Artif Intell Med. 1999 Jun;16(2):129-47. doi: 10.1016/s0933-3657(98)00069-4.
In medical imaging uncertainty is widely present in data, because of the noise in acquisition and of the partial volume effects originating from the low resolution of sensors. In particular, borders between tissues are not exactly defined and memberships in the boundary regions are intrinsically fuzzy. Therefore, computer assisted unsupervised fuzzy clustering methods turn out to be particularly suitable for handling a decision making process concerning segmentation of multimodal medical images.
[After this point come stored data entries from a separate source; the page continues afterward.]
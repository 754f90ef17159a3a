pub(crate) mod codec;

use crate::{MAX_DEGREE, MIN_DEGREE};

/// In-memory copy of a single B-tree node.
///
/// The key, value and child arrays always have the full capacity for the
/// degree of the tree (`2t-1`, `2t-1` and `2t`), only the first `len()`
/// keys and values (and `len() + 1` children of an inner node) are meaningful.
/// Child nodes are only referenced by their block position.
#[derive(Clone, Debug, PartialEq, Eq)]
pub struct Node {
    pub(crate) position: i64,
    pub(crate) leaf: bool,
    pub(crate) size: u8,
    pub(crate) keys: Box<[i32]>,
    pub(crate) values: Box<[i32]>,
    pub(crate) children: Box<[i64]>,
}

impl Node {
    /// Create an empty node that is not yet allocated in any block store.
    ///
    /// The degree must be in `MIN_DEGREE..=MAX_DEGREE`, otherwise the key count overflows.
    pub fn new(degree: u8, leaf: bool) -> Node {
        debug_assert!((MIN_DEGREE..=MAX_DEGREE).contains(&degree));
        let max_keys = 2 * usize::from(degree) - 1;
        Node {
            position: 0,
            leaf,
            size: 0,
            keys: vec![0; max_keys].into_boxed_slice(),
            values: vec![0; max_keys].into_boxed_slice(),
            children: vec![0; max_keys + 1].into_boxed_slice(),
        }
    }

    /// Offset of the block of this node in the backing store.
    pub fn position(&self) -> i64 {
        self.position
    }

    pub fn set_position(&mut self, position: i64) {
        self.position = position;
    }

    pub fn is_leaf(&self) -> bool {
        self.leaf
    }

    /// Number of keys stored in this node.
    pub fn len(&self) -> usize {
        usize::from(self.size)
    }

    pub fn is_empty(&self) -> bool {
        self.size == 0
    }

    /// Maximum number of keys this node can hold.
    pub fn capacity(&self) -> usize {
        self.keys.len()
    }

    /// The minimum degree of the tree this node was created for.
    pub fn degree(&self) -> u8 {
        // Capacity is at most 255, so this always fits
        ((self.capacity() + 1) / 2) as u8
    }

    pub fn is_full(&self) -> bool {
        self.len() == self.capacity()
    }

    pub fn keys(&self) -> &[i32] {
        &self.keys[..self.len()]
    }

    pub fn values(&self) -> &[i32] {
        &self.values[..self.len()]
    }

    /// Positions of the child nodes, empty for a leaf.
    pub fn children(&self) -> &[i64] {
        if self.leaf {
            &[]
        } else {
            &self.children[..=self.len()]
        }
    }

    pub fn key(&self, i: usize) -> Option<i32> {
        self.keys().get(i).copied()
    }

    pub fn value(&self, i: usize) -> Option<i32> {
        self.values().get(i).copied()
    }

    /// Index of the first key that is not smaller than the given key.
    ///
    /// For an inner node, this is also the index of the child the key belongs to.
    pub fn position_for(&self, key: i32) -> usize {
        self.keys().partition_point(|k| *k < key)
    }

    /// Insert a key and its value at the given index, moving all larger entries to the right.
    ///
    /// The node must not be full and `index` must be at most `len()`.
    pub fn insert_at(&mut self, index: usize, key: i32, value: i32) {
        debug_assert!(!self.is_full());
        let size = self.len();
        self.keys.copy_within(index..size, index + 1);
        self.values.copy_within(index..size, index + 1);
        self.keys[index] = key;
        self.values[index] = value;
        self.size += 1;
    }

    /// Insert a separator key at `index` and the position of its right subtree at `index + 1`.
    ///
    /// The child at `index` stays in place and becomes the left subtree of the separator.
    pub(crate) fn insert_separator(&mut self, index: usize, key: i32, value: i32, right: i64) {
        let size = self.len();
        self.insert_at(index, key, value);
        self.children.copy_within((index + 1)..=size, index + 2);
        self.children[index + 1] = right;
    }
}

#[cfg(test)]
mod tests;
By using the possibilistic c-means algorithm as a refinement of a neural network based clustering algorithm named capture effect neural network, we developed the possibilistic neuro fuzzy c-means algorithm (PNFCM). In this paper the PNFCM has been applied to two different multimodal data sets and the results have been compared to those obtained by using the classical fuzzy c-means algorithm. Furthermore, a discussion is presented about the role of fuzzy clustering as a support to diagnosis in medical imaging.
在医学成像中,由于采集过程中的噪声以及传感器低分辨率产生的部分容积效应,数据中广泛存在不确定性。特别是,组织之间的边界没有精确界定,边界区域的隶属度本质上是模糊的。因此,计算机辅助无监督模糊聚类方法被证明特别适合处理多模态医学图像分割的决策过程。通过使用可能性c均值算法对一种名为捕获效应神经网络的基于神经网络的聚类算法进行改进,我们开发了可能性神经模糊c均值算法(PNFCM)。本文将PNFCM应用于两个不同的多模态数据集,并将结果与使用经典模糊c均值算法获得的结果进行了比较。此外,还讨论了模糊聚类在医学成像诊断支持中的作用。